• 1
    ünal aysal'ın yapmış olduğu açıklamalardan yola çıkarak;

    --- alıntı ---

    bugün galatasaray'ın alt yapısından gelen elemanlar, bizim beklentimizi, galatasaray'ın gitmek istediği yeri karşılayacak kadar güçlü değil. bu yüzden önümüzdeki bir kaç seneyi iç ve dış transferlerle desteklemek zorundayız.

    --- alıntı ---

    2012-2013 sezonunda ligi şampiyon bitireceğimiz neredeyse kesin, bu sebeple yayın gelirleri ve cl'ye direk katılacağımız için ciddi bir nakit girişi olacak. öte yandan yaz aylarına kadar ikinci bedelli sermaye artışı da cabası. bu sezon cl'de en azından bir çeyrek final görme umudumuzun da son derece yüksek olduğu şu günlerde, futboldaki hedeflerimizin ve beklentilerimizin bir üst seviyeye çıkmasından mütevellit yine çok hareketli geçeceğe benzeyen bir trasfer sezonu olacak.

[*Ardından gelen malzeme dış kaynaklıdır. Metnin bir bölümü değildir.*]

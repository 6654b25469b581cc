//! HTTP middleware for StayHub Core
//!
//! Provides the JWT authentication extractor used by all routes that
//! mutate bookings or reviews.

pub mod auth;

pub use auth::AuthUser;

    sneijder gelmiş, drogbra gelmiş, yetmemiş aykut erçetin gelmiş ama beni kesmemiş demek ki.

    artık yeter, hala mı transfer diyenler olabilir. ancak kardeşim fm'de 2019 sezonunu oynuyor, her gün abi şunu aldım, bunu sattım diye diye beni de transfer manyağı yaptı amk.

    zaten bu etki altındayken başkan'ın açıklmalarını da görünce dayanamadım ve hesap kitap yapmaya şimdiden başladım.*

    --- fm mode on ---

    ligde 33. hafta kadiköye bıraktığım gibi şampiyon çıkmışım üstüne cl'de schalke'yi dağıtıp, çeyrek finalde juventus'u zor da olsa geçmişim. yarı finalde ise bayern münih'e penaltılarda elenmenin burukluğu var içimde hala ancak tatile çıkmak yerine bu şevkle hemen kaldığım yerin bir backup'ını alarak kadromdaki yeni yapılanma için kolları sıvadım.

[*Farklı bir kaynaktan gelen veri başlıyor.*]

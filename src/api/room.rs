//! Room API handlers. All reads are public.

use crate::error::Result;
use crate::state::HasServices;
use axum::{
    extract::{Path, Query, State},
    response::IntoResponse,
    Json,
};
use serde::Deserialize;

/// Raw price-range query parameters.
///
/// Kept as strings so the service owns bound validation (both present,
/// both numeric) and can refuse to query on bad input.
#[derive(Debug, Clone, Deserialize)]
pub struct PriceRangeQuery {
    #[serde(rename = "minPrice")]
    pub min_price: Option<String>,
    #[serde(rename = "maxPrice")]
    pub max_price: Option<String>,
}

/// List all rooms with joined reviews and average rating
pub async fn list<S: HasServices>(State(state): State<S>) -> Result<impl IntoResponse> {
    let rooms = state.room_service().list().await?;
    Ok(Json(rooms))
}

/// List rooms within an inclusive price range
pub async fn list_by_price_range<S: HasServices>(
    State(state): State<S>,
    Query(query): Query<PriceRangeQuery>,
) -> Result<impl IntoResponse> {
    let rooms = state
        .room_service()
        .list_by_price_range(query.min_price.as_deref(), query.max_price.as_deref())
        .await?;
    Ok(Json(rooms))
}

/// Six highest-rated rooms
pub async fn top_rated<S: HasServices>(State(state): State<S>) -> Result<impl IntoResponse> {
    let rooms = state.room_service().top_rated().await?;
    Ok(Json(rooms))
}

/// Room detail with joined reviews and bookings
pub async fn detail<S: HasServices>(
    State(state): State<S>,
    Path(id): Path<String>,
) -> Result<impl IntoResponse> {
    let room = state.room_service().detail(&id).await?;
    Ok(Json(room))
}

    ilk önce kadromdaki şişkinliği azaltmanın planlarını yapmaya başladım. hemen tff'nin kurallar kısmına bakıp bu sezon da yabancı sınırlamasının 6+2+sonsuz olduğunu görünce derin bir nefes aldım ancak yine de kadromda 11 yabancı olduğu için rahat değildim.

    tam bu sırada sezon boyunca yattığı yerden çatır çatır parasını alan baros efendi benle özel bir görüşme istedi. neymiş derdi diye dinlemeye karar verdim. ben kulüpte kalmak isti.. dediği anda çıkışa bastım siktiri çektim. ilk icrattım çok kolay oldu. uzunca bir süre kendine kulüp bulamadı, sonrasında katara transfer olduğuyla ilgili bir posta geldi ancak açıp okumadım bile.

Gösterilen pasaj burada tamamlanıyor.